Klonjkowski B, Gilardi-Hebenstreit P, Hadchouel J, Randrianarison V, Boutin S, Yeh P, Perricaudet M, Kremer E J
CNRS URA 1301/Rhône-Poulenc Rorer Gencell, Laboratoire de Génétique des Virus Oncogènes, Institut Gustave Roussy, Villejuif, France.
Hum Gene Ther. 1997 Nov 20;8(17):2103-15. doi: 10.1089/hum.1997.8.17-2103.
Human adenovirus (HAV) serotypes 2 and 5 are commonly used as vector backbones for adenovirus-mediated gene transfer. However, HAVs were chosen as a backbone for the vectors for historical reasons and have a number of significant disadvantages when used as a shuttle for gene transfer in humans. As an initial trial to circumvent some of the shortcomings of HAV vectors, we have produced an E1-deleted canine adenovirus type 2 (CAV-2) vector for gene transfer. Initially, we demonstrated that CAV-2 undergoes an abortive viral cycle in a wide range of human-derived cell lines. Second, we assayed human sera containing HAV-5 neutralizing antibodies for their ability to inhibit CAV-2-induced plaques on permissive cells. In the cohort tested, our data demonstrate that the humoral response directed against HAV-5 does not inhibit CAV-2 plaque formation in the majority of cases. Canine cell lines expressing the E1 region of CAV-2 were generated and characterized. A recombinant CAV vector (CAVRSVbetagal) deleted in the E1 region and harboring lacZ was constructed. We show that CAVRSVbetagal is able to transduce and direct expression of the transgene in vitro in a variety of mammalian cells, most notably primary human-derived cells. In addition, gene transfer is demonstrated in vivo using chick embryos.

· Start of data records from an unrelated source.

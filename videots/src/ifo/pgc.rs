//! Program chains and the tables that index them.

use anyhow::{Result, ensure};
use log::trace;

use super::attr::LangCode;
use super::reader::IfoReader;
use super::time::PlaybackTime;
use super::{IfoOptions, TABLE_HEADER_SIZE, TableHeader, check_start_byte, read_time};
use crate::utils::bitstream_io::BsIoSliceReader;
use crate::utils::errors::IfoError;
use crate::utils::sector::SectorSource;

/// Size of the fixed program chain header.
pub const PGC_HEADER_SIZE: u32 = 0xEC;
pub const COMMAND_SIZE: usize = 8;
const COMMAND_TABLE_HEADER_SIZE: u64 = 8;
pub const CELL_PLAY_SIZE: usize = 24;
pub const CELL_POS_SIZE: usize = 4;
const SRP_SIZE: usize = 8;
const LANGUAGE_UNIT_SIZE: usize = 8;

/// One navigation command, kept undecoded.
#[derive(Debug, Clone, Copy, PartialEq, Eq)]
pub struct Command(pub [u8; COMMAND_SIZE]);

#[derive(Debug, Clone, Default, PartialEq, Eq)]
pub struct CommandTable {
    pub pre: Vec<Command>,
    pub post: Vec<Command>,
    pub cell: Vec<Command>,
}

impl CommandTable {
    pub fn read<S: SectorSource>(reader: &mut IfoReader<S>) -> Result<Self> {
        let pre_nb = reader.read_word()? as usize;
        let post_nb = reader.read_word()? as usize;
        let cell_nb = reader.read_word()? as usize;
        let end_byte = reader.read_word()? as u32;

        let count = pre_nb + post_nb + cell_nb;
        ensure!(
            COMMAND_TABLE_HEADER_SIZE + (count * COMMAND_SIZE) as u64 <= end_byte as u64 + 1,
            IfoError::CountOutOfBounds {
                table: "pgc command table",
                count,
                record_size: COMMAND_SIZE,
                end_byte,
            }
        );

        let mut read_n = |n: usize| -> Result<Vec<Command>> {
            (0..n).map(|_| reader.read_array().map(Command)).collect()
        };

        Ok(Self {
            pre: read_n(pre_nb)?,
            post: read_n(post_nb)?,
            cell: read_n(cell_nb)?,
        })
    }
}

#[derive(Debug, Clone, Copy, PartialEq, Eq)]
pub enum BlockMode {
    NotInBlock,
    First,
    Middle,
    Last,
}

impl From<u8> for BlockMode {
    fn from(value: u8) -> Self {
        match value & 0x3 {
            0 => Self::NotInBlock,
            1 => Self::First,
            2 => Self::Middle,
            _ => Self::Last,
        }
    }
}

#[derive(Debug, Clone, Copy, PartialEq, Eq)]
pub enum BlockType {
    None,
    Angle,
    Reserved(u8),
}

impl From<u8> for BlockType {
    fn from(value: u8) -> Self {
        match value {
            0 => Self::None,
            1 => Self::Angle,
            _ => Self::Reserved(value),
        }
    }
}

/// Packed cell category word.
#[derive(Debug, Clone, Copy, PartialEq, Eq)]
pub struct CellCategory {
    pub block_mode: BlockMode,
    pub block_type: BlockType,
    pub seamless_play: bool,
    pub interleaved: bool,
    pub stc_discontinuity: bool,
    pub seamless_angle: bool,
    /// Still cells are played one VOBU at a time.
    pub vobu_still: bool,
    pub restricted: bool,
    pub cell_type: u8,
}

impl CellCategory {
    pub fn from_bytes(bytes: &[u8; 2]) -> Result<Self> {
        let mut bs = BsIoSliceReader::from_slice(bytes);

        let block_mode = bs.get_n::<u8>(2)?.into();
        let block_type = bs.get_n::<u8>(2)?.into();
        let seamless_play = bs.get()?;
        let interleaved = bs.get()?;
        let stc_discontinuity = bs.get()?;
        let seamless_angle = bs.get()?;
        bs.skip_n(1)?;
        let vobu_still = bs.get()?;
        let restricted = bs.get()?;
        let cell_type = bs.get_n(5)?;

        Ok(Self {
            block_mode,
            block_type,
            seamless_play,
            interleaved,
            stc_discontinuity,
            seamless_angle,
            vobu_still,
            restricted,
            cell_type,
        })
    }
}

/// Playback information of one cell.
#[derive(Debug, Clone, Copy, PartialEq, Eq)]
pub struct CellPlay {
    pub category: CellCategory,
    /// Still time in seconds, 0xFF for infinite.
    pub still_time: u8,
    /// 1-based index into the cell command list, 0 for none.
    pub command: u8,
    pub playback_time: PlaybackTime,
    pub first_sector: u32,
    pub first_ilvu_end_sector: u32,
    pub last_vobu_start_sector: u32,
    pub last_sector: u32,
}

impl CellPlay {
    pub fn read<S: SectorSource>(
        reader: &mut IfoReader<S>,
        options: &IfoOptions,
    ) -> Result<Self> {
        let category = CellCategory::from_bytes(&reader.read_array()?)?;
        let still_time = reader.read_byte()?;
        let command = reader.read_byte()?;
        let playback_time = read_time(reader, options)?;

        Ok(Self {
            category,
            still_time,
            command,
            playback_time,
            first_sector: reader.read_double()?,
            first_ilvu_end_sector: reader.read_double()?,
            last_vobu_start_sector: reader.read_double()?,
            last_sector: reader.read_double()?,
        })
    }

    pub fn sectors(&self) -> u32 {
        self.last_sector.saturating_sub(self.first_sector) + 1
    }
}

/// Which VOB and cell id a program chain cell plays.
#[derive(Debug, Clone, Copy, PartialEq, Eq)]
pub struct CellPos {
    pub vob_id: u16,
    pub cell_id: u8,
}

impl CellPos {
    pub fn read<S: SectorSource>(reader: &mut IfoReader<S>) -> Result<Self> {
        let vob_id = reader.read_word()?;
        reader.dump_bytes(1)?;
        let cell_id = reader.read_byte()?;

        Ok(Self { vob_id, cell_id })
    }
}

/// A program chain.
///
/// Sub-tables are present only when their start byte in the header is
/// non-zero. When present, `cell_play` and `cell_pos` hold exactly
/// `cell_nb` entries and `program_map` exactly `program_nb`.
#[derive(Debug, Clone, PartialEq)]
pub struct ProgramChain {
    pub program_nb: u8,
    pub cell_nb: u8,
    pub playback_time: PlaybackTime,
    pub prohibited_ops: u32,
    pub audio_control: [u16; 8],
    pub subpic_control: [u32; 32],
    pub next_pgc: u16,
    pub prev_pgc: u16,
    pub go_up_pgc: u16,
    pub still_time: u8,
    pub playback_mode: u8,
    /// Sub-picture palette, `0x00YYCrCb`.
    pub palette: [u32; 16],

    pub commands: Option<CommandTable>,
    /// Entry cell (1-based) of each program.
    pub program_map: Option<Vec<u8>>,
    pub cell_play: Option<Vec<CellPlay>>,
    pub cell_pos: Option<Vec<CellPos>>,
}

impl ProgramChain {
    /// Parses the chain whose header starts at absolute byte `start`.
    pub fn read<S: SectorSource>(
        reader: &mut IfoReader<S>,
        options: &IfoOptions,
        start: u64,
    ) -> Result<Self> {
        reader.seek(start)?;
        reader.dump_bytes(2)?;
        let program_nb = reader.read_byte()?;
        let cell_nb = reader.read_byte()?;
        let playback_time = read_time(reader, options)?;
        let prohibited_ops = reader.read_double()?;

        let mut audio_control = [0u16; 8];
        for control in &mut audio_control {
            *control = reader.read_word()?;
        }
        let mut subpic_control = [0u32; 32];
        for control in &mut subpic_control {
            *control = reader.read_double()?;
        }

        let next_pgc = reader.read_word()?;
        let prev_pgc = reader.read_word()?;
        let go_up_pgc = reader.read_word()?;
        let still_time = reader.read_byte()?;
        let playback_mode = reader.read_byte()?;

        let mut palette = [0u32; 16];
        for color in &mut palette {
            *color = reader.read_double()? & 0x00FF_FFFF;
        }

        let commands_sbyte = reader.read_word()?;
        let program_map_sbyte = reader.read_word()?;
        let cell_play_sbyte = reader.read_word()?;
        let cell_pos_sbyte = reader.read_word()?;

        trace!(
            "pgc at {start:#X}: {program_nb} programs, {cell_nb} cells, {playback_time}"
        );

        let commands = match commands_sbyte {
            0 => None,
            sbyte => {
                reader.seek(start + sbyte as u64)?;
                Some(CommandTable::read(reader)?)
            }
        };

        let program_map = match program_map_sbyte {
            0 => None,
            sbyte => {
                reader.seek(start + sbyte as u64)?;
                let mut map = vec![0u8; program_nb as usize];
                reader.read_bytes(&mut map)?;

                for (program, &cell) in map.iter().enumerate() {
                    ensure!(
                        cell >= 1 && cell <= cell_nb,
                        IfoError::ProgramMapOutOfRange {
                            program: program + 1,
                            cell,
                            cell_nb,
                        }
                    );
                }
                Some(map)
            }
        };

        let cell_play = match cell_play_sbyte {
            0 => None,
            sbyte => {
                reader.seek(start + sbyte as u64)?;
                let cells = (0..cell_nb)
                    .map(|_| CellPlay::read(reader, options))
                    .collect::<Result<Vec<_>>>()?;
                Some(cells)
            }
        };

        let cell_pos = match cell_pos_sbyte {
            0 => None,
            sbyte => {
                reader.seek(start + sbyte as u64)?;
                let cells = (0..cell_nb)
                    .map(|_| CellPos::read(reader))
                    .collect::<Result<Vec<_>>>()?;
                Some(cells)
            }
        };

        Ok(Self {
            program_nb,
            cell_nb,
            playback_time,
            prohibited_ops,
            audio_control,
            subpic_control,
            next_pgc,
            prev_pgc,
            go_up_pgc,
            still_time,
            playback_mode,
            palette,
            commands,
            program_map,
            cell_play,
            cell_pos,
        })
    }

    /// Cells of program `program` (1-based) as a range of 0-based cell
    /// indices.
    pub fn program_cells(&self, program: u8) -> Option<std::ops::Range<usize>> {
        let map = self.program_map.as_ref()?;
        let index = (program as usize).checked_sub(1)?;
        let first = (*map.get(index)? as usize).checked_sub(1)?;
        let end = match map.get(index + 1) {
            Some(&next) => (next as usize).saturating_sub(1),
            None => self.cell_nb as usize,
        };

        Some(first..end)
    }
}

/// Search pointer to one program chain of a [`PgcInfoTable`].
#[derive(Debug, Clone, PartialEq)]
pub struct PgcSearchPointer {
    /// Entry chain of a title or menu.
    pub entry: bool,
    /// Title number, or menu type for menu chains.
    pub id: u8,
    pub block_mode: u8,
    pub block_type: u8,
    pub parental_mask: u16,
    pub start_byte: u32,
    pub pgc: ProgramChain,
}

/// Program chain information table.
#[derive(Debug, Clone, PartialEq)]
pub struct PgcInfoTable {
    pub end_byte: u32,
    pub pgcs: Vec<PgcSearchPointer>,
}

impl PgcInfoTable {
    pub fn read<S: SectorSource>(
        reader: &mut IfoReader<S>,
        options: &IfoOptions,
        start: u64,
    ) -> Result<Self> {
        reader.seek(start)?;
        let header = TableHeader::read(reader)?;
        header.check_records("pgc information table", TABLE_HEADER_SIZE, SRP_SIZE)?;

        let mut pointers = Vec::with_capacity(header.count as usize);
        for _ in 0..header.count {
            let entry_id = reader.read_byte()?;
            let block = reader.read_byte()?;
            let parental_mask = reader.read_word()?;
            let start_byte = reader.read_double()?;
            check_start_byte("pgc information table", start_byte, header.end_byte)?;

            pointers.push((entry_id, block, parental_mask, start_byte));
        }

        let mut pgcs = Vec::with_capacity(pointers.len());
        for (entry_id, block, parental_mask, start_byte) in pointers {
            let pgc = ProgramChain::read(reader, options, start + start_byte as u64)?;
            pgcs.push(PgcSearchPointer {
                entry: entry_id & 0x80 != 0,
                id: entry_id & 0x7F,
                block_mode: block >> 6,
                block_type: (block >> 4) & 0x3,
                parental_mask,
                start_byte,
                pgc,
            });
        }

        Ok(Self {
            end_byte: header.end_byte,
            pgcs,
        })
    }

    /// First entry chain of title `title` (1-based `id`).
    pub fn title_entry(&self, title: u8) -> Option<&ProgramChain> {
        self.pgcs
            .iter()
            .find(|srp| srp.entry && srp.id == title)
            .map(|srp| &srp.pgc)
    }
}

/// Menu chains for one language.
#[derive(Debug, Clone, PartialEq)]
pub struct LanguageUnit {
    pub lang: LangCode,
    /// Menus present in this unit, one bit per menu type.
    pub existence_mask: u8,
    pub pgcit: PgcInfoTable,
}

/// Menu program chains, grouped per language.
#[derive(Debug, Clone, PartialEq)]
pub struct MenuUnitTable {
    pub end_byte: u32,
    pub units: Vec<LanguageUnit>,
}

impl MenuUnitTable {
    pub fn read<S: SectorSource>(
        reader: &mut IfoReader<S>,
        options: &IfoOptions,
        start: u64,
    ) -> Result<Self> {
        reader.seek(start)?;
        let header = TableHeader::read(reader)?;
        header.check_records("menu unit table", TABLE_HEADER_SIZE, LANGUAGE_UNIT_SIZE)?;

        let mut entries = Vec::with_capacity(header.count as usize);
        for _ in 0..header.count {
            let lang = LangCode(reader.read_array()?);
            reader.dump_bytes(1)?;
            let existence_mask = reader.read_byte()?;
            let start_byte = reader.read_double()?;
            check_start_byte("menu unit table", start_byte, header.end_byte)?;

            entries.push((lang, existence_mask, start_byte));
        }

        let mut units = Vec::with_capacity(entries.len());
        for (lang, existence_mask, start_byte) in entries {
            trace!("menu language unit {lang} at +{start_byte:#X}");
            units.push(LanguageUnit {
                lang,
                existence_mask,
                pgcit: PgcInfoTable::read(reader, options, start + start_byte as u64)?,
            });
        }

        Ok(Self {
            end_byte: header.end_byte,
            units,
        })
    }
}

人腺病毒(HAV)血清型2和5通常用作腺病毒介导的基因转移的载体骨架。然而,选择HAV作为载体骨架是出于历史原因,并且在用作人类基因转移的载体时存在许多重大缺点。作为克服HAV载体某些缺点的初步试验,我们构建了一种用于基因转移的E1区缺失的犬2型腺病毒(CAV-2)载体。首先,我们证明CAV-2在多种人源细胞系中经历流产性病毒周期。其次,我们检测了含有HAV-5中和抗体的人血清抑制CAV-2在允许细胞上诱导噬斑的能力。在测试的队列中,我们的数据表明,在大多数情况下,针对HAV-5的体液反应不会抑制CAV-2噬斑形成。构建并鉴定了表达CAV-2 E1区的犬细胞系。构建了一种在E1区缺失并携带lacZ的重组CAV载体(CAVRSVbetagal)。我们表明,CAVRSVbetagal能够在体外多种哺乳动物细胞中,最显著的是原代人源细胞中,转导并指导转基因的表达。此外,利用鸡胚在体内证明了基因转移。